Lydon shows how the photographic portrayals of the Aboriginal residents of Coranderrk changed over time, reflecting various ideas of the colonial mission—from humanitarianism to control to assimilation. In the early twentieth century, the images were used on stereotypical postcards circulated among the white population, showing what appeared to be compliant, transformed Aboriginal subjects. The station closed in 1924 and disappeared from public view until it was rediscovered by scholars years later. Aboriginal Australians purchased the station in 1998, and, as Lydon describes, today they are using the Coranderrk photographic archive in new ways, to identify family members and tell stories of their own.

List of Illustrations ix
Preface xiii
Acknowledgments xxv
Introduction: Colonialism, Photography, Mimesis 1
1. "This Civilising Experiment": Charles Walter, Missionaries, and Photographic Theater 33
2. Science and Visuality: "Communicating Correct Ideas" 73
3. Time Traps: Defining Aboriginality during the 1870s–1880s 122
4. Works Like a Clock 176
5. Coranderrk Reappears 214
Epilogue 248
Notes 253
Bibliography 271
Index 295

Jane Lydon is a postdoctoral fellow at the Centre for Australian Indigenous Studies at Monash University in Melbourne. She is the author of Many Inventions: The Chinese in the Rocks, 1890–1930 and a coeditor of Object Lessons: Archaeology and Heritage in Australia (forthcoming).

“Jane Lydon’s meticulous investigation of the role of photography in the cross-cultural engagement that took place at Coranderrk from the mid-nineteenth century to the early twentieth century unfolds with a narrative drive. The community at Coranderrk comes alive.
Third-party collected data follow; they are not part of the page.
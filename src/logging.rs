//! Logging configuration and initialization for bhub.

use std::fs::{self, File};
use std::path::Path;
use std::sync::Arc;

use tracing::Level;
use tracing_subscriber::fmt::writer::MakeWriterExt;
use tracing_subscriber::prelude::*;
use tracing_subscriber::EnvFilter;

use crate::config::LoggingConfig;
use crate::Result;

/// Parse log level string to tracing Level.
fn parse_level(level: &str) -> Level {
    match level.to_lowercase().as_str() {
        "trace" => Level::TRACE,
        "debug" => Level::DEBUG,
        "info" => Level::INFO,
        "warn" | "warning" => Level::WARN,
        "error" => Level::ERROR,
        _ => Level::INFO,
    }
}

/// Initialize the logging system with the given configuration.
///
/// Sets up console output and, when a log file is configured, a file writer.
pub fn init(config: &LoggingConfig) -> Result<()> {
    let level = parse_level(&config.level);
    let filter = EnvFilter::from_default_env().add_directive(level.into());

    if config.file.is_empty() {
        init_console_only(&config.level);
        return Ok(());
    }

    // Ensure log directory exists
    if let Some(parent) = Path::new(&config.file).parent() {
        if !parent.exists() {
            fs::create_dir_all(parent)?;
        }
    }

    let log_file = File::create(&config.file)?;
    let log_file = Arc::new(log_file);

    let writer = std::io::stdout.and(log_file);

    tracing_subscriber::registry()
        .with(
            tracing_subscriber::fmt::layer()
                .with_writer(writer)
                .with_ansi(false)
                .with_target(true)
                .with_thread_ids(false)
                .with_file(false)
                .with_line_number(false),
        )
        .with(filter)
        .init();

    Ok(())
}

/// Initialize console-only logging (for development/testing).
pub fn init_console_only(level: &str) {
    let level = parse_level(level);
    let filter = EnvFilter::from_default_env().add_directive(level.into());

    tracing_subscriber::registry()
        .with(
            tracing_subscriber::fmt::layer()
                .with_writer(std::io::stdout)
                .with_ansi(true)
                .with_target(true),
        )
        .with(filter)
        .init();
}
//! Refresh token repository for JWT authentication.

use super::{DbPool, SQL_NOW};
use crate::{BhubError, Result};

/// Refresh token entity.
#[derive(Debug, Clone, sqlx::FromRow)]
pub struct RefreshToken {
    /// Token ID.
    pub id: i64,
    /// User ID.
    pub user_id: i64,
    /// Token string.
    pub token: String,
    /// Expiration timestamp.
    pub expires_at: String,
    /// Creation timestamp.
    pub created_at: String,
    /// Revocation timestamp (None if not revoked).
    pub revoked_at: Option<String>,
}

/// New refresh token for creation.
pub struct NewRefreshToken {
    /// User ID.
    pub user_id: i64,
    /// Token string.
    pub token: String,
    /// Expiration timestamp.
    pub expires_at: String,
}

/// Repository for refresh token operations.
pub struct RefreshTokenRepository<'a> {
    pool: &'a DbPool,
}

impl<'a> RefreshTokenRepository<'a> {
    /// Create a new repository instance.
    pub fn new(pool: &'a DbPool) -> Self {
        Self { pool }
    }

    /// Create a new refresh token.
    pub async fn create(&self, new_token: &NewRefreshToken) -> Result<RefreshToken> {
        let id: i64 = sqlx::query_scalar(
            "INSERT INTO refresh_tokens (user_id, token, expires_at) VALUES ($1, $2, $3) RETURNING id",
        )
        .bind(new_token.user_id)
        .bind(&new_token.token)
        .bind(&new_token.expires_at)
        .fetch_one(self.pool)
        .await
        .map_err(|e| BhubError::Database(e.to_string()))?;

        self.get_by_id(id)
            .await?
            .ok_or_else(|| BhubError::NotFound("refresh token".into()))
    }

    /// Get a refresh token by ID.
    pub async fn get_by_id(&self, id: i64) -> Result<Option<RefreshToken>> {
        let token = sqlx::query_as::<_, RefreshToken>(
            "SELECT id, user_id, token, expires_at, created_at, revoked_at
             FROM refresh_tokens WHERE id = $1",
        )
        .bind(id)
        .fetch_optional(self.pool)
        .await
        .map_err(|e| BhubError::Database(e.to_string()))?;

        Ok(token)
    }

    /// Get a valid (not expired, not revoked) refresh token.
    pub async fn get_valid_token(&self, token: &str) -> Result<Option<RefreshToken>> {
        let sql = format!(
            "SELECT id, user_id, token, expires_at, created_at, revoked_at
             FROM refresh_tokens
             WHERE token = $1
               AND revoked_at IS NULL
               AND expires_at > {SQL_NOW}"
        );
        let result = sqlx::query_as::<_, RefreshToken>(&sql)
            .bind(token)
            .fetch_optional(self.pool)
            .await
            .map_err(|e| BhubError::Database(e.to_string()))?;

        Ok(result)
    }

    /// Revoke a refresh token.
    pub async fn revoke(&self, token: &str) -> Result<bool> {
        let sql = format!(
            "UPDATE refresh_tokens SET revoked_at = {SQL_NOW} WHERE token = $1 AND revoked_at IS NULL"
        );
        let result = sqlx::query(&sql)
            .bind(token)
            .execute(self.pool)
            .await
            .map_err(|e| BhubError::Database(e.to_string()))?;

        Ok(result.rows_affected() > 0)
    }

    /// Revoke all tokens for a user.
    pub async fn revoke_all_for_user(&self, user_id: i64) -> Result<u64> {
        let sql = format!(
            "UPDATE refresh_tokens SET revoked_at = {SQL_NOW} WHERE user_id = $1 AND revoked_at IS NULL"
        );
        let result = sqlx::query(&sql)
            .bind(user_id)
            .execute(self.pool)
            .await
            .map_err(|e| BhubError::Database(e.to_string()))?;

        Ok(result.rows_affected())
    }

    /// Delete expired and revoked tokens.
    ///
    /// Returns the number of deleted rows.
    pub async fn cleanup_expired(&self) -> Result<u64> {
        let sql = format!(
            "DELETE FROM refresh_tokens WHERE expires_at <= {SQL_NOW} OR revoked_at IS NOT NULL"
        );
        let result = sqlx::query(&sql)
            .execute(self.pool)
            .await
            .map_err(|e| BhubError::Database(e.to_string()))?;

        Ok(result.rows_affected())
    }
}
We care about the residents, how they have been represented in successive periods, and how their descendants now use the photographs to reclaim the past and construct their own narratives.”—Roslyn Poignant, author of Professional Savages: Captive Lives and Western Spectacle

“What makes this study especially rich and important is the way Jane Lydon takes full advantage of photographic theory without imposing it reductively or simplistically. This is particularly impressive because she shows in very nuanced ways that different photographs were produced for different reasons at different times and that these photos embody various ideas about Aboriginality and science.”—David Prochaska, coauthor of Beyond East and West: Seven Transnational Artists

Eye Contact is . . . a welcome entrant into the interdisciplinary arena of material culture study intersecting with photographic history. It clears a path through a landscape of nostalgia littered with the pictorial histories and genres of illustrated then-and-now documentation. . . . [T]his book brings out this body of photographic work to sit within a soundly researched historical context, and provides useful discussions on the ways in which the photographs meanings were constructed for specific purposes.”

Joanna Sassoon
History of Photography

“[A] rich verbal and visual text. . . . By tying colonial-era photography to the institutions within which it took place and historicizing the shifting contexts of composition, production, and distribution for the images themselves, Lydon’s beautifully produced monograph makes a significant contribution to understanding colonial photographic practice.”

Daniel Fisher
Anthropology and Humanism

“I found Lydon’s book to be a resounding success: it is an enjoyable read; an important, well-timed contribution to the disciplinary fields of history, photography, and anthropology; and an especially welcome addition to scholarship that examines the power of media practices to produce and re-imagine meaning.”

Sabra Thorner, Visual Anthropology Review

“This is a well written book, intelligently conceived and well argued. It is theoretically sophisticated while remaining accessible.”